### PROBLEM TO WORK ON
Find the lines holding the string "RecipeIngredientInput" in the data, then copy all of them.

### Collected data
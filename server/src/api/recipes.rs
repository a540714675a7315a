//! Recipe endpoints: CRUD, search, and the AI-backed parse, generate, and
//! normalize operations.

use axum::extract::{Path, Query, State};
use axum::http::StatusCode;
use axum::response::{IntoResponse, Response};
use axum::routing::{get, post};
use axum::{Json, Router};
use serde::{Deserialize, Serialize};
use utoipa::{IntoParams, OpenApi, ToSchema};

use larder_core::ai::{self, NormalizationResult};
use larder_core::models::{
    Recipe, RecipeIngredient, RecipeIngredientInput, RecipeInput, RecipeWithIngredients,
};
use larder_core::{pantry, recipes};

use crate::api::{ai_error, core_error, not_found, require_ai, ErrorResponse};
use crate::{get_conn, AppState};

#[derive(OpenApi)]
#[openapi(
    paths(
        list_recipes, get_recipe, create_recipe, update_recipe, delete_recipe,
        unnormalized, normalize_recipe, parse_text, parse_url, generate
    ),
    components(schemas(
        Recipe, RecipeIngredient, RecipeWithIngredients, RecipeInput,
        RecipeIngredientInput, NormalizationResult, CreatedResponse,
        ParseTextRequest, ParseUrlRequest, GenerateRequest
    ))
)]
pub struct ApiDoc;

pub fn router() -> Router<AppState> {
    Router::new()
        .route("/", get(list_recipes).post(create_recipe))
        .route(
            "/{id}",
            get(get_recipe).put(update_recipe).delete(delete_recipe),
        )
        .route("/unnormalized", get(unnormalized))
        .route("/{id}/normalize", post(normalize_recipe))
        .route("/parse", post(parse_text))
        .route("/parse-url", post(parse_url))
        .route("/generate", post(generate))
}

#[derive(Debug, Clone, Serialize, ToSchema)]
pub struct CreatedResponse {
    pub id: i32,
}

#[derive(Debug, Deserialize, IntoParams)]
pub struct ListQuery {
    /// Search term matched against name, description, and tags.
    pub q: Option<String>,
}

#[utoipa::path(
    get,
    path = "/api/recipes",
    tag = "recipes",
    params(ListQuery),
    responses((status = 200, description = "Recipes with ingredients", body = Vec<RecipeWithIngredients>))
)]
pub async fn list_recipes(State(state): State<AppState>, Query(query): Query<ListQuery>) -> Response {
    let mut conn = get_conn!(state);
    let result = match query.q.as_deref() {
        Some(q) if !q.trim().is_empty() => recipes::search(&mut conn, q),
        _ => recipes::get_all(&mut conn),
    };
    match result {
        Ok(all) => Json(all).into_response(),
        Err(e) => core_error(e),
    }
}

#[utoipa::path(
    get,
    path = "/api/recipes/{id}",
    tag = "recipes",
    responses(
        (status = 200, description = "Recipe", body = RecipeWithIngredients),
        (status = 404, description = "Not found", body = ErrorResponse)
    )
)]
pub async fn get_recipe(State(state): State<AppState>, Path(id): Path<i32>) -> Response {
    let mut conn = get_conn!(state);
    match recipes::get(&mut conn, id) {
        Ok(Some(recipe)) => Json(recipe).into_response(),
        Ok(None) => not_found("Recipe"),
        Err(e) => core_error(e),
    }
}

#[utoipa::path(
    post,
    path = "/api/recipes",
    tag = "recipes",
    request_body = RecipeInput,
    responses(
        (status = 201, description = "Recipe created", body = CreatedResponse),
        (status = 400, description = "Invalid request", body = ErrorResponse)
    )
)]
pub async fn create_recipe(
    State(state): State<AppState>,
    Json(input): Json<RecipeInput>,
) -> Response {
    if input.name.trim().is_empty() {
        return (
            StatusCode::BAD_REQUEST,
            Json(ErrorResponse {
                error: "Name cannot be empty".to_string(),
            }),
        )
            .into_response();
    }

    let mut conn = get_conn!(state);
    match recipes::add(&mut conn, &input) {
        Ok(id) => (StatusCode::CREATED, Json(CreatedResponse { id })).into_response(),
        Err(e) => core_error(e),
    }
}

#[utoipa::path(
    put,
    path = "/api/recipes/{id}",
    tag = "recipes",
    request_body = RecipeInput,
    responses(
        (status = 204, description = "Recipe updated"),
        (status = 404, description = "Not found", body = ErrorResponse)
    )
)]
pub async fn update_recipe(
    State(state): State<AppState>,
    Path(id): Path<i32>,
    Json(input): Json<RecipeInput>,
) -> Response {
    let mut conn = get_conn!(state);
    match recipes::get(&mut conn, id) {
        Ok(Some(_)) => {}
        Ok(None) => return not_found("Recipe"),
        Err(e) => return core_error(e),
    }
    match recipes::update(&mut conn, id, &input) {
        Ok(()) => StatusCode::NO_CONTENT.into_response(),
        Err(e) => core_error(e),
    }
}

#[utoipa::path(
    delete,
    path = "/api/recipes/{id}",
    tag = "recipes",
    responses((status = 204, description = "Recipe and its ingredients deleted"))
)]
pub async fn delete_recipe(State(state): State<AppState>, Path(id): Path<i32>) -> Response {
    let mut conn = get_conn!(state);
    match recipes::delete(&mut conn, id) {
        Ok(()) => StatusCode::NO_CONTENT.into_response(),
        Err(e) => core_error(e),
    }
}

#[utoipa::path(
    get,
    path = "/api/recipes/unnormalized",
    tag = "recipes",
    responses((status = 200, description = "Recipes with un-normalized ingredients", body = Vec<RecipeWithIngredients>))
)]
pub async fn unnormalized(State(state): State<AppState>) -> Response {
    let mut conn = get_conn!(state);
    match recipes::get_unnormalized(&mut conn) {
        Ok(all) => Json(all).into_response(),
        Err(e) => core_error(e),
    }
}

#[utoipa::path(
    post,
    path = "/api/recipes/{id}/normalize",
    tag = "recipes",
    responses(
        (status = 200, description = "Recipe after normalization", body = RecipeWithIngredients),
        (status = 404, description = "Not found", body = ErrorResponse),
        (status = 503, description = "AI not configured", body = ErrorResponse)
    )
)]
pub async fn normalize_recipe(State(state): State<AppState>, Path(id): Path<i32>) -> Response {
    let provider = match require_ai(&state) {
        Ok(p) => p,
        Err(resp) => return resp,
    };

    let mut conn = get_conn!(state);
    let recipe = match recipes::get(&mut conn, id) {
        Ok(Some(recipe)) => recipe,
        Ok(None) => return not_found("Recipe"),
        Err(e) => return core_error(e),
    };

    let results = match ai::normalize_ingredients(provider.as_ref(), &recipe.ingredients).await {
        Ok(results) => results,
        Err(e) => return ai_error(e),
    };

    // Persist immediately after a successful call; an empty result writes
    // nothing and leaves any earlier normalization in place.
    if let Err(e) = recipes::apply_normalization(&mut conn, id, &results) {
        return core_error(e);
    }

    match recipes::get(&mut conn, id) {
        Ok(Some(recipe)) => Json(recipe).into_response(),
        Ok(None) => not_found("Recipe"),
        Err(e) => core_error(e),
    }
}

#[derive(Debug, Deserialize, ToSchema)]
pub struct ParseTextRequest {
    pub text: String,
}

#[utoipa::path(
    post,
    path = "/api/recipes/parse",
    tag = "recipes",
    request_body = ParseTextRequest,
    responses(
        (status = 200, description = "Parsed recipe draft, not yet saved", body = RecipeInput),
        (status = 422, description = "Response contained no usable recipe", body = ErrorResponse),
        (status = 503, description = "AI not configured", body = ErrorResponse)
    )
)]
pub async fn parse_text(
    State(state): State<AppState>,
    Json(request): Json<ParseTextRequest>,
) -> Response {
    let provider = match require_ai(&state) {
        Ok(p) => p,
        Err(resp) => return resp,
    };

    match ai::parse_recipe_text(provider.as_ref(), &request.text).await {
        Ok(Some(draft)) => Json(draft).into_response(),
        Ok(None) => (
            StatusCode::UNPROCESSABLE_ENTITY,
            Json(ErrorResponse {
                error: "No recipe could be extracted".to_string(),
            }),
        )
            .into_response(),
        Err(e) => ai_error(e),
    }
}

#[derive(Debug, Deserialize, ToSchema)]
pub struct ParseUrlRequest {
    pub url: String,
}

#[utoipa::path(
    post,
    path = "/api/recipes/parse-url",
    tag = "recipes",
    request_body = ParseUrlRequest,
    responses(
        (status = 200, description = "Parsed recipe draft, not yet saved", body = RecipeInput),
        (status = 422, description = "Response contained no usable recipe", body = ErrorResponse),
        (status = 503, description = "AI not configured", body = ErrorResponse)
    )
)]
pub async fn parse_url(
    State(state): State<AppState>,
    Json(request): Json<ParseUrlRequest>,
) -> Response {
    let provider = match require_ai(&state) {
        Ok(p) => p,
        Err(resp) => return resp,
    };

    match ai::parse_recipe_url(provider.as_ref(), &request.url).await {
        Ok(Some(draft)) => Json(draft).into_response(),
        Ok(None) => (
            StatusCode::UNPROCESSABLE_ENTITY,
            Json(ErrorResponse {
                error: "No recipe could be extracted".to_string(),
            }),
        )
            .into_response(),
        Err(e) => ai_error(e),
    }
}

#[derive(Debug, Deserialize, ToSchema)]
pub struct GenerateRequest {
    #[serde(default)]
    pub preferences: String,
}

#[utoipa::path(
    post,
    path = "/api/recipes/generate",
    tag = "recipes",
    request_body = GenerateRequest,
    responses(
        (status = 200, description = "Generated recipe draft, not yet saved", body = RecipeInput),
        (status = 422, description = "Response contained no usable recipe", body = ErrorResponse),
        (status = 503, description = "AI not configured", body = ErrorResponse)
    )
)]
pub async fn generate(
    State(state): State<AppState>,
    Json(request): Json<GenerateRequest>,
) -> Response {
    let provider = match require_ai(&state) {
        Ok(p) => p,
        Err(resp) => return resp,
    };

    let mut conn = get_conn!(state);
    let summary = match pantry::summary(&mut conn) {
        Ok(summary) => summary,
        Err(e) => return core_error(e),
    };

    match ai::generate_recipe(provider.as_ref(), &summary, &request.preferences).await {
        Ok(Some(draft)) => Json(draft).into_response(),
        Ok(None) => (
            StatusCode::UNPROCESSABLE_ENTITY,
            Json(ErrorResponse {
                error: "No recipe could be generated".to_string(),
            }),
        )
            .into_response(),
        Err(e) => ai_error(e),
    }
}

### RESULT
    Recipe, RecipeIngredient, RecipeIngredientInput, RecipeInput, RecipeWithIngredients,
        RecipeIngredientInput, NormalizationResult, CreatedResponse,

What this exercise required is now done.